The good thing is that, while there is no cinema, there is a high level of unemployment and people need to work. In my company, for example, the person who is behind me is a lawyer. She is a smart woman but when she finished her training there was no work. I hired her as a trainee and she started working with me – a documentary here, a documentary there – and she started to enjoy it. Many people are like that, and the advantage is that in a poor country like this one, I end up working with all of the best actors in Kinshasa because I am the only filmmaker! [laughs] I can pick anyone. Eventually we have a great time together working on this film, but it is difficult when people are starting from scratch because you have start everything from the beginning, training people and going through the basics. It is also a good rehearsal for yourself, though, because at the end of the day you know what is really necessary on a film like this. All of the crap disappears because you don't have the time or you don't have the energy.

Your background is in documentary filmmaking. Did you feel that gave you a good basis for making a fiction film, or was it a completely different challenge?

I did work in documentaries because I needed to work. When I was at film school, if somebody said I was going to work on documentaries I would have said, "Oh no, I don't want that" but it was the only job available. I worked for the BBC on a documentary called White King, Red Rubber, Black Death as a line producer, and I learned so much and had such a great time. This training really helped me as a scriptwriter, because even if you are making a fiction film you want to focus on reality. You look at reality and create characters because you see the real dynamics of society, not characters you create in your brain because you watch too many films. Coming back to the history of cinema, the first films, the classics, were films where filmmakers looked at reality to write their stories, not like now when people make movies about the movies they've seen. That was very exciting, to work in the Congo and get a grip on reality.

You're working with a mixture of non-actors and experienced actors in the film. Did you have to work with them in a different way?

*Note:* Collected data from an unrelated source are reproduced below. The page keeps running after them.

//! Structured logging setup for binaries built on this library.
//!
//! # Environment Variables
//!
//! - `LOG_FORMAT`: `text` (default) or `json`
//! - `RUST_LOG`: log level filter (default: `warn`)
//!
//! # Example
//!
//! ```no_run
//! use wayfinder_lib::logging::{init_logging, LoggingConfig};
//!
//! init_logging(&LoggingConfig::from_env());
//! ```

use serde::{Deserialize, Serialize};
use tracing_subscriber::{fmt, prelude::*, EnvFilter};

/// Log output format.
#[derive(Debug, Clone, Copy, PartialEq, Eq, Serialize, Deserialize, Default)]
#[serde(rename_all = "lowercase")]
pub enum LogFormat {
    /// Human-readable output on stderr.
    #[default]
    Text,
    /// One JSON object per event.
    Json,
}

impl LogFormat {
    /// Parse a format name; anything other than "json" selects text.
    pub fn parse(value: &str) -> Self {
        match value.trim().to_lowercase().as_str() {
            "json" => LogFormat::Json,
            _ => LogFormat::Text,
        }
    }
}

/// Configuration for the logging system.
#[derive(Debug, Clone, PartialEq, Eq, Serialize, Deserialize)]
pub struct LoggingConfig {
    pub format: LogFormat,
    /// Filter used when `RUST_LOG` is not set (e.g. "info", "wayfinder_lib=debug").
    pub level: String,
}

impl Default for LoggingConfig {
    fn default() -> Self {
        Self {
            format: LogFormat::Text,
            level: "warn".to_string(),
        }
    }
}

impl LoggingConfig {
    pub fn from_env() -> Self {
        let format = std::env::var("LOG_FORMAT")
            .map(|v| LogFormat::parse(&v))
            .unwrap_or_default();
        let level = std::env::var("RUST_LOG").unwrap_or_else(|_| "warn".to_string());
        Self { format, level }
    }

    pub fn with_format(mut self, format: LogFormat) -> Self {
        self.format = format;
        self
    }
}

/// Install the global tracing subscriber. Later calls are ignored.
///
/// Logs go to stderr so command output on stdout stays machine readable.
pub fn init_logging(config: &LoggingConfig) {
    let filter =
        EnvFilter::try_from_default_env().unwrap_or_else(|_| EnvFilter::new(&config.level));
    let registry = tracing_subscriber::registry().with(filter);

    let result = match config.format {
        LogFormat::Text => registry
            .with(fmt::layer().with_writer(std::io::stderr))
            .try_init(),
        LogFormat::Json => registry
            .with(
                fmt::layer()
                    .json()
                    .with_current_span(false)
                    .with_span_list(false)
                    .with_writer(std::io::stderr),
            )
            .try_init(),
    };

    if result.is_err() {
        tracing::debug!("tracing subscriber already installed");
    }
}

No, because the professional actors we had like Hoji [Fortuna] or Manie [Malone], they hadn't done big feature films before and they were new in Kinshasa, so for them it was also the beginning. I treated everybody the same way in the workshop and rehearsal, and the energy between everybody was nice, everyone was working at the same level and it was good in that sense. That was one of the cool things about working in Kinshasa. When we were testing actors we tested some who came from Paris, and they thought, "We come from Paris, we are proper actors" but they arrived in rehearsal and had to work with these non-actors. You can't pretend, you just have to jump in and swim, and some didn't survive so that created a bond.

It would be very easy for a documentary filmmaker to go to the Congo and make a film about the tragedy of the situation there, but you have the opportunity to engage and entertain an audience while showing them what is happening in the country.

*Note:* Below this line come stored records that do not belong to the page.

//! Coordinate and viewport value types.
//!
//! - [`GeoPoint`] - a latitude/longitude pair in degrees
//! - [`Span`] - latitude/longitude extents of a viewport
//! - [`Region`] - a rectangular viewport (center plus span)

use std::fmt;

use serde::{Deserialize, Serialize};

use crate::error::{Error, Result};

/// Approximate length of one degree of latitude, in metres.
pub const METERS_PER_DEGREE_LATITUDE: f64 = 111_320.0;

/// Slack allowed by [`Region::contains`] to absorb floating-point rounding.
const CONTAINMENT_EPSILON: f64 = 1e-9;

/// Geographic coordinate in degrees.
///
/// Deserialization goes through [`GeoPoint::new`], so decoded points are
/// always valid.
#[derive(Debug, Clone, Copy, PartialEq, Serialize, Deserialize)]
#[serde(try_from = "RawGeoPoint")]
pub struct GeoPoint {
    pub latitude: f64,
    pub longitude: f64,
}

#[derive(Deserialize)]
struct RawGeoPoint {
    latitude: f64,
    longitude: f64,
}

impl TryFrom<RawGeoPoint> for GeoPoint {
    type Error = Error;

    fn try_from(raw: RawGeoPoint) -> Result<Self> {
        GeoPoint::new(raw.latitude, raw.longitude)
    }
}

impl GeoPoint {
    /// Construct a validated coordinate.
    pub fn new(latitude: f64, longitude: f64) -> Result<Self> {
        let point = Self {
            latitude,
            longitude,
        };
        if point.is_valid() {
            Ok(point)
        } else {
            Err(Error::InvalidCoordinate {
                latitude,
                longitude,
            })
        }
    }

    /// Whether both components are finite and inside the WGS84 ranges.
    pub fn is_valid(&self) -> bool {
        self.latitude.is_finite()
            && self.longitude.is_finite()
            && (-90.0..=90.0).contains(&self.latitude)
            && (-180.0..=180.0).contains(&self.longitude)
    }
}

impl fmt::Display for GeoPoint {
    fn fmt(&self, f: &mut fmt::Formatter<'_>) -> fmt::Result {
        write!(f, "{:.6}, {:.6}", self.latitude, self.longitude)
    }
}

/// Latitude and longitude extents of a viewport, in degrees.
#[derive(Debug, Clone, Copy, PartialEq, Serialize, Deserialize)]
pub struct Span {
    pub latitude_delta: f64,
    pub longitude_delta: f64,
}

/// Rectangular viewport described by its center and span.
#[derive(Debug, Clone, Copy, PartialEq, Serialize, Deserialize)]
pub struct Region {
    pub center: GeoPoint,
    pub span: Span,
}

impl Region {
    /// Build a region spanning the given distances in metres around `center`.
    ///
    /// Longitudinal metres are scaled by the cosine of the center latitude, so
    /// the region stays roughly square on the ground.
    pub fn from_meters(center: GeoPoint, latitudinal_m: f64, longitudinal_m: f64) -> Self {
        let meters_per_degree_longitude =
            METERS_PER_DEGREE_LATITUDE * center.latitude.to_radians().cos();
        let longitude_delta = if meters_per_degree_longitude > f64::EPSILON {
            longitudinal_m / meters_per_degree_longitude
        } else {
            360.0
        };

        Self {
            center,
            span: Span {
                latitude_delta: latitudinal_m / METERS_PER_DEGREE_LATITUDE,
                longitude_delta,
            },
        }
    }

    /// Southern and northern edges.
    pub fn latitude_bounds(&self) -> (f64, f64) {
        let half = self.span.latitude_delta / 2.0;
        (self.center.latitude - half, self.center.latitude + half)
    }

    /// Western and eastern edges.
    pub fn longitude_bounds(&self) -> (f64, f64) {
        let half = self.span.longitude_delta / 2.0;
        (self.center.longitude - half, self.center.longitude + half)
    }

    /// Whether `point` lies inside the rectangle `center +/- span / 2`.
    pub fn contains(&self, point: &GeoPoint) -> bool {
        let (south, north) = self.latitude_bounds();
        let (west, east) = self.longitude_bounds();
        point.latitude >= south - CONTAINMENT_EPSILON
            && point.latitude <= north + CONTAINMENT_EPSILON
            && point.longitude >= west - CONTAINMENT_EPSILON
            && point.longitude <= east + CONTAINMENT_EPSILON
    }
}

Exactly, and to create a narrative is very exciting. You want to show a city that is functioning, exciting and sexy, and you want to create that atmosphere. The politics are there but in the background, and you don't want to get into a statement, you know, because that is a trap. It's too easy to say, "Oh, Africa is terrible, blah, blah..." and we have heard that before.

You present Kinshasa as a city that has corruption at every level. Even the priest gets involved at one point.

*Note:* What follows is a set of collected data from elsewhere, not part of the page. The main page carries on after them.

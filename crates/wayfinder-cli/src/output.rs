//! Output formatting for command results.

use std::time::Duration;

use anyhow::Result;
use clap::ValueEnum;
use serde::Serialize;

use wayfinder_lib::{DirectionsOutcome, Landmark, NavigationSnapshot, Region, Route};

/// Output format selected with `--format`.
#[derive(Debug, Clone, Copy, PartialEq, Eq, Default, ValueEnum)]
pub enum OutputFormat {
    /// Human-readable text.
    #[default]
    Text,
    /// Pretty-printed JSON.
    Json,
}

/// Result of one `directions` command, as printed.
#[derive(Debug, Serialize)]
pub struct DirectionsReport<'a> {
    pub destination: &'a str,
    pub committed: bool,
    pub token: u64,
    #[serde(skip_serializing_if = "Option::is_none")]
    pub aborted_during: Option<String>,
    #[serde(skip_serializing_if = "Option::is_none")]
    pub reason: Option<String>,
    pub state: &'a NavigationSnapshot,
}

impl<'a> DirectionsReport<'a> {
    pub fn new(
        destination: &'a Landmark,
        outcome: &DirectionsOutcome,
        state: &'a NavigationSnapshot,
    ) -> Self {
        let (aborted_during, reason) = match outcome {
            DirectionsOutcome::Committed { .. } => (None, None),
            DirectionsOutcome::Aborted { phase, reason, .. } => (
                Some(phase.to_string()),
                Some(reason.to_string()),
            ),
        };
        Self {
            destination: destination.name,
            committed: outcome.is_committed(),
            token: outcome.token().value(),
            aborted_during,
            reason,
            state,
        }
    }
}

pub fn render_json<T: Serialize>(value: &T) -> Result<()> {
    println!("{}", serde_json::to_string_pretty(value)?);
    Ok(())
}

pub fn render_landmarks(landmarks: &[Landmark], format: OutputFormat) -> Result<()> {
    match format {
        OutputFormat::Json => render_json(&landmarks),
        OutputFormat::Text => {
            println!("Landmarks ({}):", landmarks.len());
            println!("{:<30} {:>12} {:>12}", "Name", "Latitude", "Longitude");
            for landmark in landmarks {
                println!(
                    "{:<30} {:>12.6} {:>12.6}",
                    landmark.name, landmark.coordinate.latitude, landmark.coordinate.longitude
                );
            }
            Ok(())
        }
    }
}

pub fn render_region(region: &Region, format: OutputFormat) -> Result<()> {
    match format {
        OutputFormat::Json => render_json(region),
        OutputFormat::Text => {
            print_region("Region", region);
            Ok(())
        }
    }
}

pub fn render_directions(report: &DirectionsReport<'_>, format: OutputFormat) -> Result<()> {
    if format == OutputFormat::Json {
        return render_json(report);
    }

    if report.committed {
        println!(
            "Walking route to {} (request #{}):",
            report.destination, report.token
        );
        if let Some(route) = &report.state.route {
            print_route(route);
        }
        print_region("Map region", &report.state.region);
    } else {
        println!(
            "Directions to {} aborted during {}: {}",
            report.destination,
            report.aborted_during.as_deref().unwrap_or("unknown phase"),
            report.reason.as_deref().unwrap_or("unknown reason")
        );
        print_region("Map region unchanged", &report.state.region);
    }
    Ok(())
}

fn print_route(route: &Route) {
    println!("  Distance: {}", format_distance(route.distance_m));
    println!(
        "  Expected travel time: {}",
        format_travel_time(route.expected_travel_time)
    );
    println!("  Path vertices: {}", route.path.len());
}

fn print_region(label: &str, region: &Region) {
    println!("{}:", label);
    println!("  Center: {}", region.center);
    println!(
        "  Span: {:.6} deg lat x {:.6} deg lon",
        region.span.latitude_delta, region.span.longitude_delta
    );
}

/// Format metres as `850 m` or `4.21 km`.
pub fn format_distance(meters: f64) -> String {
    if meters < 1_000.0 {
        format!("{:.0} m", meters)
    } else {
        format!("{:.2} km", meters / 1_000.0)
    }
}

/// Format a duration as `45 min` or `1 h 05 min`.
pub fn format_travel_time(duration: Duration) -> String {
    let minutes = (duration.as_secs_f64() / 60.0).round() as u64;
    if minutes < 60 {
        format!("{} min", minutes)
    } else {
        format!("{} h {:02} min", minutes / 60, minutes % 60)
    }
}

[laughs] That's true. The question about corruption is interesting, though, because at some level of poverty corruption is just a survival mode. A guy who is a policeman and never receives a salary, what's he going to do? He's just trying to make a living, you know? Even the church, which we would say is the strongest institution, operates with humans and they also need gas, because they're part of this environment. When you get down to a very human level they are all part of the same thing and all victims of the same mechanism.

The character of César is interesting because not only is he a great character to watch, he seems to represent a deep sense of prejudice that exists between Angolans and Congolese.

I wanted to talk about the racism among Africans. When you have a meeting like the UN you see a lot of Africans there, wealthy people, but when you look at their behaviour it's funny how Africans look down on other Africans. Certainly in my country, but also when I travel. We had this great idea in the 60's and 70's of pan-Africanism, this huge, fundamental idea that we are all together, but it is different now. I wanted to depict the complete opposite, that society has broken down.

You clearly have a great love of cinema and Viva Riva! is very much in the mould of a classic genre film. What influences did you draw on?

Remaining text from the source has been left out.